§ ASSIGNMENT:
Output every line of the listing, exactly and completely.
◇ ◇ ◇
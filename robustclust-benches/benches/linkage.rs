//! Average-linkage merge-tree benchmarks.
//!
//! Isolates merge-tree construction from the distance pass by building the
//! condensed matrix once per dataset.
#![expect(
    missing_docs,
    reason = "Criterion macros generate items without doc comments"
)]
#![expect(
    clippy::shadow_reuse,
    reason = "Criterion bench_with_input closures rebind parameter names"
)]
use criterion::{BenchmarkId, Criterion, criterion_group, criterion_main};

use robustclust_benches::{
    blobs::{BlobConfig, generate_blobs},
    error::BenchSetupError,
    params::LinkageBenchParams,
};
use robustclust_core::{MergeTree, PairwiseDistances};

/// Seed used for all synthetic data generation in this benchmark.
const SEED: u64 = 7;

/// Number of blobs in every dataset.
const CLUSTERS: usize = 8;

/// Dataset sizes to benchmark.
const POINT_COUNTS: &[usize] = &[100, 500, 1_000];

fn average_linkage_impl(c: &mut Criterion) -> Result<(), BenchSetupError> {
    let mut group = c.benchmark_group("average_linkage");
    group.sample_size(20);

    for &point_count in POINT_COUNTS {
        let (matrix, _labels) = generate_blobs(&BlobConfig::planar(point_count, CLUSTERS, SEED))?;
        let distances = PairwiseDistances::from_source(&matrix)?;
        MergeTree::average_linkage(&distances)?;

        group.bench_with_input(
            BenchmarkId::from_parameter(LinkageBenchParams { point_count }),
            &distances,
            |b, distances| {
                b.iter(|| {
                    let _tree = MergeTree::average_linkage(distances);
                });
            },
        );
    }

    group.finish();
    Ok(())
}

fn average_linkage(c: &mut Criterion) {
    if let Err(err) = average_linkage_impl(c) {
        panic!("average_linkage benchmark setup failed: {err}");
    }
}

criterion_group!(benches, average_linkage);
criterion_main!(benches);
◇ ◇ ◇
§ WRITTEN REPLY:
filename robustclust-benches/benches/linkage.rs
//! Average-linkage merge-tree benchmarks.
//!
//! Isolates merge-tree construction from the distance pass by building the
//! condensed matrix once per dataset.
#![expect(
    missing_docs,
    reason = "Criterion macros generate items without doc comments"
)]
#![expect(
    clippy::shadow_reuse,
    reason = "Criterion bench_with_input closures rebind parameter names"
)]
use criterion::{BenchmarkId, Criterion, criterion_group, criterion_main};

use robustclust_benches::{
    blobs::{BlobConfig, generate_blobs},
    error::BenchSetupError,
    params::LinkageBenchParams,
};
use robustclust_core::{MergeTree, PairwiseDistances};

/// Seed used for all synthetic data generation in this benchmark.
const SEED: u64 = 7;

/// Number of blobs in every dataset.
const CLUSTERS: usize = 8;

/// Dataset sizes to benchmark.
const POINT_COUNTS: &[usize] = &[100, 500, 1_000];

fn average_linkage_impl(c: &mut Criterion) -> Result<(), BenchSetupError> {
    let mut group = c.benchmark_group("average_linkage");
    group.sample_size(20);

    for &point_count in POINT_COUNTS {
        let (matrix, _labels) = generate_blobs(&BlobConfig::planar(point_count, CLUSTERS, SEED))?;
        let distances = PairwiseDistances::from_source(&matrix)?;
        MergeTree::average_linkage(&distances)?;

        group.bench_with_input(
            BenchmarkId::from_parameter(LinkageBenchParams { point_count }),
            &distances,
            |b, distances| {
                b.iter(|| {
                    let _tree = MergeTree::average_linkage(distances);
                });
            },
        );
    }

    group.finish();
    Ok(())
}

fn average_linkage(c: &mut Criterion) {
    if let Err(err) = average_linkage_impl(c) {
        panic!("average_linkage benchmark setup failed: {err}");
    }
}

criterion_group!(benches, average_linkage);
criterion_main!(benches);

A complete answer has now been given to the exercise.